ASSIGNMENT >>
Lines holding the string "errors" are the ones to copy from this listing.

THE DATA >>
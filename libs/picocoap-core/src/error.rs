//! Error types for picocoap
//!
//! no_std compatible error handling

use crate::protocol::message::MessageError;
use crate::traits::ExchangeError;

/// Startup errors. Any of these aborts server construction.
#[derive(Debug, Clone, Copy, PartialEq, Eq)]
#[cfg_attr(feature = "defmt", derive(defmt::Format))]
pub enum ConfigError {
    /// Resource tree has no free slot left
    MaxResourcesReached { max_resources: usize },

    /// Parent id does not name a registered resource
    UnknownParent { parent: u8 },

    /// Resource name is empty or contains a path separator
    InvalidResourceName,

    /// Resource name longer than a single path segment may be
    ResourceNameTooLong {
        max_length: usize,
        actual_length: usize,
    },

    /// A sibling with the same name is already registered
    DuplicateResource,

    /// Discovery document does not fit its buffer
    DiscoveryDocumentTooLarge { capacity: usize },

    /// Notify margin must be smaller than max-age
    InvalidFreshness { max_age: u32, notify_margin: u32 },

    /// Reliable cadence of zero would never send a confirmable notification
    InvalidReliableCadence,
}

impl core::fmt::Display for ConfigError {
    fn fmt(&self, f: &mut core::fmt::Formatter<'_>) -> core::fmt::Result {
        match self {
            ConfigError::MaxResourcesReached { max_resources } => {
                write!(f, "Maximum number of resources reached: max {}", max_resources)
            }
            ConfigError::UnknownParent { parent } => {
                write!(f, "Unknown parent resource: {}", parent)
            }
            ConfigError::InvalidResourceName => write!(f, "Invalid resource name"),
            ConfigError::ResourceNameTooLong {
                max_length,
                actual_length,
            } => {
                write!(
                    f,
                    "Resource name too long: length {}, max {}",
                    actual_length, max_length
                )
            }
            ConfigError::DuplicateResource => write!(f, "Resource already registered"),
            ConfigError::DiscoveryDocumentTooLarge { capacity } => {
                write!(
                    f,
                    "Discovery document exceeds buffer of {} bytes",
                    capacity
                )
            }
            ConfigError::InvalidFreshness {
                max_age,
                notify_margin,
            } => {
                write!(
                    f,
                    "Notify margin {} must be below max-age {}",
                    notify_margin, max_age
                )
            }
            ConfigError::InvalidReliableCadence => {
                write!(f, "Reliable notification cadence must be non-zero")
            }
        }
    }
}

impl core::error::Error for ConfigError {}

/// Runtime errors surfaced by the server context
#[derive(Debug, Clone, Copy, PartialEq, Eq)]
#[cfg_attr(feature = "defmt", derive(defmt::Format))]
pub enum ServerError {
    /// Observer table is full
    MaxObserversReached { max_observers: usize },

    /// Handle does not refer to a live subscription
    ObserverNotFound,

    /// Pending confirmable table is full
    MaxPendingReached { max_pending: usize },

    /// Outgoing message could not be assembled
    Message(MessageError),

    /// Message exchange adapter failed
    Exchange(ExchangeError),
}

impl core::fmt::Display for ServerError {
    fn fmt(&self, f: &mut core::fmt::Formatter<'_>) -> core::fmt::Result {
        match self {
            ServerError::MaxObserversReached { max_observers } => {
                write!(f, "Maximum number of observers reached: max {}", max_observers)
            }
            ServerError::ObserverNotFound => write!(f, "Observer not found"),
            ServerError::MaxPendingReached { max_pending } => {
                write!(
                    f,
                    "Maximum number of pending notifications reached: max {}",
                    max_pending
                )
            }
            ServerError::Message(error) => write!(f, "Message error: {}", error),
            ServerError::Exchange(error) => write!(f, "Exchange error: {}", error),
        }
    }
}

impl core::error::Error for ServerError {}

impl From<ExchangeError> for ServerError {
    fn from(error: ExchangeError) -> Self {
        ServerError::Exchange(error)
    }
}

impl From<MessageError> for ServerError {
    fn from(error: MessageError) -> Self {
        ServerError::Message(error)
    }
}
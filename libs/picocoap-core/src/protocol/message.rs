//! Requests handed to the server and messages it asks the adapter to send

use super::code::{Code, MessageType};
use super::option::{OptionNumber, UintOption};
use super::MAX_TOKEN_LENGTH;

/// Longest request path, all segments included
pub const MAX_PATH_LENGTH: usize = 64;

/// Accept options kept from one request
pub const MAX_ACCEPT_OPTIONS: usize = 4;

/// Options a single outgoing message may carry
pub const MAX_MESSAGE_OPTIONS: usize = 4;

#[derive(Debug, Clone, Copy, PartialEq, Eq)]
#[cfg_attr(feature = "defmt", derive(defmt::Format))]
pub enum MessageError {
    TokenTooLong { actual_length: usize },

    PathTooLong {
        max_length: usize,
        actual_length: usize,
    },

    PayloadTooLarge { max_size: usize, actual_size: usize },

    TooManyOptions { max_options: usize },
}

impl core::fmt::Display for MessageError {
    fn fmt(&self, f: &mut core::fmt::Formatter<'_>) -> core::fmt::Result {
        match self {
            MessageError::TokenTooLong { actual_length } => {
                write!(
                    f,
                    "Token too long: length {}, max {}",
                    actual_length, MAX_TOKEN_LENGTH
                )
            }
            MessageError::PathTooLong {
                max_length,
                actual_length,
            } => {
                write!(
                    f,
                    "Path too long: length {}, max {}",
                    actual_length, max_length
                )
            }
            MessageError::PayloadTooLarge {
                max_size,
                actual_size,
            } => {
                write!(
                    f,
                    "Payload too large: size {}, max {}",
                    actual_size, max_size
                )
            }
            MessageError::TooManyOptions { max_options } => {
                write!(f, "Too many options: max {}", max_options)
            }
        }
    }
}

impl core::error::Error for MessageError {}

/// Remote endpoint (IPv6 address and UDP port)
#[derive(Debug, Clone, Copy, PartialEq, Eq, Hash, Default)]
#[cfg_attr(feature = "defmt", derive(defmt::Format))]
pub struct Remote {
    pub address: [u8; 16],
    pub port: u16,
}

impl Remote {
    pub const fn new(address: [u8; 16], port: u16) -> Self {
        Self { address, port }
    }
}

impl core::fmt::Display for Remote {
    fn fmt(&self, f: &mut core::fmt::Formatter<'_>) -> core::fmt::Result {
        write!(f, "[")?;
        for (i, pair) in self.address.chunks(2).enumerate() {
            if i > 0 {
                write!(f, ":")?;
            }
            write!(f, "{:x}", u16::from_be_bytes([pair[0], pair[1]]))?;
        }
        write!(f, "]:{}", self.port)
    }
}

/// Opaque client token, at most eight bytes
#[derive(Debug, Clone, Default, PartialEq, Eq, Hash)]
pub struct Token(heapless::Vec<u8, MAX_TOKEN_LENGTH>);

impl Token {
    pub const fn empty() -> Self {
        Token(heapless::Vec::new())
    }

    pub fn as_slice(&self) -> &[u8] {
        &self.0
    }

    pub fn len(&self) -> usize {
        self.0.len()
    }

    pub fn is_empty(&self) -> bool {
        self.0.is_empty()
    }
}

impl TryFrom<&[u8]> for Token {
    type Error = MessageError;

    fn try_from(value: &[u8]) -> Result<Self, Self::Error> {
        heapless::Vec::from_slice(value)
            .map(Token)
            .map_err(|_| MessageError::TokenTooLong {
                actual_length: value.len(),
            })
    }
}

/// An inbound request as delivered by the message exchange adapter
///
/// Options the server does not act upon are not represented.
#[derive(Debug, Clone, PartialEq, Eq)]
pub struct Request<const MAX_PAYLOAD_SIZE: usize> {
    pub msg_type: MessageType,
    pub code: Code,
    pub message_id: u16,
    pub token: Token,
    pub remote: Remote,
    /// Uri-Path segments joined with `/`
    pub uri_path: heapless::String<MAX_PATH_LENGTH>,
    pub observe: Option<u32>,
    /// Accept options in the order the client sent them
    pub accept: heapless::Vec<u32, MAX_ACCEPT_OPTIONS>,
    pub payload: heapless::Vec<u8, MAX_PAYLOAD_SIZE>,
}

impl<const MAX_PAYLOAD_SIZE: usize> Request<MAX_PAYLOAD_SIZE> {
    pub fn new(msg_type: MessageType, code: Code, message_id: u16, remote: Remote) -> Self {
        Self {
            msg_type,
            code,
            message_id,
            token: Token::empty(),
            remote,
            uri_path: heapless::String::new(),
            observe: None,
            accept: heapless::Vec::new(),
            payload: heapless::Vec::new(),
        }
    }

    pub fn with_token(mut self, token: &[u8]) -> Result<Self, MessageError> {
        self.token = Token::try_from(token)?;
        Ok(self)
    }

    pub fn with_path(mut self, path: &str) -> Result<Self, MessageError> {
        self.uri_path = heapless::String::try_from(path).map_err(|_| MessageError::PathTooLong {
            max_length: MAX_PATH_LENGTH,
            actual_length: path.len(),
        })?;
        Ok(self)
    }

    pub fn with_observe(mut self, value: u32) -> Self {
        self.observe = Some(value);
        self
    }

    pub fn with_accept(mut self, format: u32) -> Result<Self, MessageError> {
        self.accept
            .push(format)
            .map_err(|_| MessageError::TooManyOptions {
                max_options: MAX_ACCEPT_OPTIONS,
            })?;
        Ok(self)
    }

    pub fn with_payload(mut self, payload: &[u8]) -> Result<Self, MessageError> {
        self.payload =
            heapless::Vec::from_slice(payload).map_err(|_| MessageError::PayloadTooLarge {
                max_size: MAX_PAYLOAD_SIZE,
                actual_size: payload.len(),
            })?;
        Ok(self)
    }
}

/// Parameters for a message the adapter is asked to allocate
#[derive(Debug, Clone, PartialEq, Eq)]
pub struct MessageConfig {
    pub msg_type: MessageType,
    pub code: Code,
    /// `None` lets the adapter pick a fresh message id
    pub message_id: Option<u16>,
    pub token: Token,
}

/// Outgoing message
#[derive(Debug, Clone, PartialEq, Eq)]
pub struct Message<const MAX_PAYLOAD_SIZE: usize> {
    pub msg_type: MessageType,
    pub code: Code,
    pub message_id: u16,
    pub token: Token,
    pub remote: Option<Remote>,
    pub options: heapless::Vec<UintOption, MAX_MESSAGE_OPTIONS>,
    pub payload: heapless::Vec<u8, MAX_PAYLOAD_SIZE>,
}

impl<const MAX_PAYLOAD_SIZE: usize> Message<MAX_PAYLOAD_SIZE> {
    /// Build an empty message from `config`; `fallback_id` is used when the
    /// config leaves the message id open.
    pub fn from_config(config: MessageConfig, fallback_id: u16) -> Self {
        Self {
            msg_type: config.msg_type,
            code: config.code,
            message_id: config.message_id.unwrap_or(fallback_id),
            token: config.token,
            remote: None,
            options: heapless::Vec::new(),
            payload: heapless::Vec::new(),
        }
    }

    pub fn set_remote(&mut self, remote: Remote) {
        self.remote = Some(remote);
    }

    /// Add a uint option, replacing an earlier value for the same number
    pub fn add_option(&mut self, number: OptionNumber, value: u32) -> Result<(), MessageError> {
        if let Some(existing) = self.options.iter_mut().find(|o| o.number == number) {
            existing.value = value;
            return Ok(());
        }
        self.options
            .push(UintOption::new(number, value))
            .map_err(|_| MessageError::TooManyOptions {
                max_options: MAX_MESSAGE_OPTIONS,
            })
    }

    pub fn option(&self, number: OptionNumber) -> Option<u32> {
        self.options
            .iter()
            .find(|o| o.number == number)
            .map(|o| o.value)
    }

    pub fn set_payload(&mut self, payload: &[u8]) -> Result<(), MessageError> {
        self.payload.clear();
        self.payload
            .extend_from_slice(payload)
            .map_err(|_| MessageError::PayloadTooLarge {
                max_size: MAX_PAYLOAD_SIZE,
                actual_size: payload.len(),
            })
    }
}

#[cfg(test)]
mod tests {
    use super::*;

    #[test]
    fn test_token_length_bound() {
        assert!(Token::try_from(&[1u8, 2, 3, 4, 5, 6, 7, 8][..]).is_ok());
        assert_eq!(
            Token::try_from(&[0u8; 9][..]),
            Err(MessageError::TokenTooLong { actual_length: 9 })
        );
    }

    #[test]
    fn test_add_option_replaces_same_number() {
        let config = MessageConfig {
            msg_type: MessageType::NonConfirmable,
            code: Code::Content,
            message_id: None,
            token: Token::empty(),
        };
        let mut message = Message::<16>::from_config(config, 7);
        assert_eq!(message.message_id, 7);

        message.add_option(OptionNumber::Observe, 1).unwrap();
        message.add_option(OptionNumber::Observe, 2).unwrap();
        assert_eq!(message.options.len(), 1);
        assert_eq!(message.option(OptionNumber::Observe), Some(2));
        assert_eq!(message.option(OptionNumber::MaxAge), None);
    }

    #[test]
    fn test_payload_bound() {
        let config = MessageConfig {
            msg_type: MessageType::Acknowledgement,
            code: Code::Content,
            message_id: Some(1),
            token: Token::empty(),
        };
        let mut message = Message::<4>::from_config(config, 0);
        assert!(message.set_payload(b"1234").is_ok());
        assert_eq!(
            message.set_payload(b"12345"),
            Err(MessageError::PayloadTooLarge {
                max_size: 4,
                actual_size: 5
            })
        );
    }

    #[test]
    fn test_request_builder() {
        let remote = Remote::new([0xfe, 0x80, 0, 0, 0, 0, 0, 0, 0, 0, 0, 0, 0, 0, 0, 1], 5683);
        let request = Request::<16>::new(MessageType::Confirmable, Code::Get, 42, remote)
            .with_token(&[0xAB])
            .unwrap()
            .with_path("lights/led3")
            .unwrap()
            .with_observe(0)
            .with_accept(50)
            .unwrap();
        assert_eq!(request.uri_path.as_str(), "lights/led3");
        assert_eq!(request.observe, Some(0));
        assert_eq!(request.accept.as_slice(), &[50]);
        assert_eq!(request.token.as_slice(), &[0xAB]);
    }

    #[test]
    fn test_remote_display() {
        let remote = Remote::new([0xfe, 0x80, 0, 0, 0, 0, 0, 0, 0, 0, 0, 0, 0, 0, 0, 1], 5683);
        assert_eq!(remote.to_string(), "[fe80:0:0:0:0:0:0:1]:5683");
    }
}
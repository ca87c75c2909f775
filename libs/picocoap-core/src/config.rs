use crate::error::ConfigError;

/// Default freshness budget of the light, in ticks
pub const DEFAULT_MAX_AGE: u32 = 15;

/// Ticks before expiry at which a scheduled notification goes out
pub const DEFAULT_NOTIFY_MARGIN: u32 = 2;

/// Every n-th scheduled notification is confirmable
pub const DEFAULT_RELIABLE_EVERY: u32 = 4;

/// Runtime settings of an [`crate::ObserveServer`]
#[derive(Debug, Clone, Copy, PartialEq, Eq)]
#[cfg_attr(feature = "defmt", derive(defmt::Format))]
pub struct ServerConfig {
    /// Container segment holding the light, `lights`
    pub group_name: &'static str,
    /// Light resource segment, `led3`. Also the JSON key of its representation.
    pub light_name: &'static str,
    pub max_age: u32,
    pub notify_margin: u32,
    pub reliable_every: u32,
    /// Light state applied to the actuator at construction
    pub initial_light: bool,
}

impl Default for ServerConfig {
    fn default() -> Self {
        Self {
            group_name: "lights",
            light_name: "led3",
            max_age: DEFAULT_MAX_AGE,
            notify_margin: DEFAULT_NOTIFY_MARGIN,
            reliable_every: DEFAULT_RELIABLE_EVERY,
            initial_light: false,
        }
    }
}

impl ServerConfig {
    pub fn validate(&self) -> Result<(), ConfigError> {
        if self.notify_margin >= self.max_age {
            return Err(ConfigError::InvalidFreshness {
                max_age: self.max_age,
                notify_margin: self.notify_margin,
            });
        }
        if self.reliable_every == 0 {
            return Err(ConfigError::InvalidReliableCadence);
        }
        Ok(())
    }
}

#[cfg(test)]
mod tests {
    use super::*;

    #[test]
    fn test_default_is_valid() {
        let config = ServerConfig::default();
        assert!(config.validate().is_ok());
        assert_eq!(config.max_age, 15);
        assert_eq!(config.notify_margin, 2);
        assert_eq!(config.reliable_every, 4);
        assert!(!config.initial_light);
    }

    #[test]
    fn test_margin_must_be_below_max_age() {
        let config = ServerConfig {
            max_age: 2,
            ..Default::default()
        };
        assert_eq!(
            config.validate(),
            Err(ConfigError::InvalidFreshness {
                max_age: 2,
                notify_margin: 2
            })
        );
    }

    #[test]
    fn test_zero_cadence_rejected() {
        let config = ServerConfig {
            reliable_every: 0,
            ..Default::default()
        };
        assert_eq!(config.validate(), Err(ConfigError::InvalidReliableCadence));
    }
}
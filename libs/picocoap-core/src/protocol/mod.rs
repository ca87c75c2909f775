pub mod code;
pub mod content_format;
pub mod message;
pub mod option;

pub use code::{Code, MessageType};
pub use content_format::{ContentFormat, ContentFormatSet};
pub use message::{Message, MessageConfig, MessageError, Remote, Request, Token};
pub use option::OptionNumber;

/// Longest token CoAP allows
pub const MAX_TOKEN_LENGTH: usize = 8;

WRITTEN REPLY >>
/// Startup errors. Any of these aborts server construction.
/// Runtime errors surfaced by the server context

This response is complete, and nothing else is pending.